Why Graylog faster: Elasticsearch-first design optimizes for search speed. Wazuh adds security processing overhead (rule evaluation, enrichment).
Winner (search): Graylog delivers 3x faster queries for log investigation workflows.
Resource Usage Comparison
Both SIEMs consume significant resources. Graylog lighter footprint.

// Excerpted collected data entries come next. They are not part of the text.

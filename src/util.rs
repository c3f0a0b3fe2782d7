//! Small shared helpers

/// Measure the evaluation time of an expression and log it. Evaluates to
/// the value of the expression. Logs at debug level unless a level is given.
#[macro_export]
macro_rules! timed {
    ($label:expr, $ex:expr) => {
        $crate::timed!($label, log::Level::Debug, $ex)
    };
    ($label:expr, $log_level:expr, $ex:expr) => {{
        let now = std::time::Instant::now();
        let value = $ex;
        let elapsed = now.elapsed();
        log::log!($log_level, "{} took {} ms", $label, elapsed.as_millis());
        value
    }};
}

/// Grid cell coordinate as `(x, y)`
pub type GridPos = (usize, usize);

/// Offsets of the 8 neighbours of a cell: cardinals first, then diagonals
pub const NEIGHBOURS_8: [(isize, isize); 8] = [
    (-1, 0),
    (1, 0),
    (0, -1),
    (0, 1),
    (-1, -1),
    (1, 1),
    (1, -1),
    (-1, 1),
];

/// Offsets of the 4 cardinal neighbours of a cell
pub const NEIGHBOURS_4: [(isize, isize); 4] = [(-1, 0), (1, 0), (0, -1), (0, 1)];

/// Apply an offset to a cell, returning `None` if it leaves a `size`x`size` grid
#[inline]
pub fn offset_in_grid((x, y): GridPos, (dx, dy): (isize, isize), size: usize) -> Option<GridPos> {
    let nx = x.checked_add_signed(dx)?;
    let ny = y.checked_add_signed(dy)?;
    (nx < size && ny < size).then_some((nx, ny))
}

#[cfg(test)]
mod tests {
    use super::*;

    #[test]
    fn test_offset_in_grid() {
        assert_eq!(offset_in_grid((0, 0), (-1, 0), 3), None);
        assert_eq!(offset_in_grid((0, 0), (1, 1), 3), Some((1, 1)));
        assert_eq!(offset_in_grid((2, 2), (1, 0), 3), None);
        assert_eq!(offset_in_grid((2, 2), (0, -1), 3), Some((2, 1)));
    }

    #[test]
    fn test_timed_returns_value() {
        let value = timed!("addition", 2 + 2);
        assert_eq!(value, 4);
    }
}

Memory usage (steady state):
| Component | Wazuh | Graylog |
|---|---|---|
| Server/Manager | 1.8 GB | 1.2 GB |
| Storage (Indexer/ES) | 3.2 GB | 2.4 GB |
| Database (N/A/MongoDB) | N/A | 0.6 GB |
| Total | 5.0 GB | 4.2 GB |
CPU usage (during log ingestion - 10K events/second):
- Wazuh Manager: 24% CPU (4 cores)
- Graylog Server: 18% CPU (4 cores)
Disk I/O (write performance):
- Wazuh Indexer: 45 MB/s sustained writes
- Elasticsearch (Graylog): 38 MB/s sustained writes
- MongoDB (Graylog): 12 MB/s (metadata only)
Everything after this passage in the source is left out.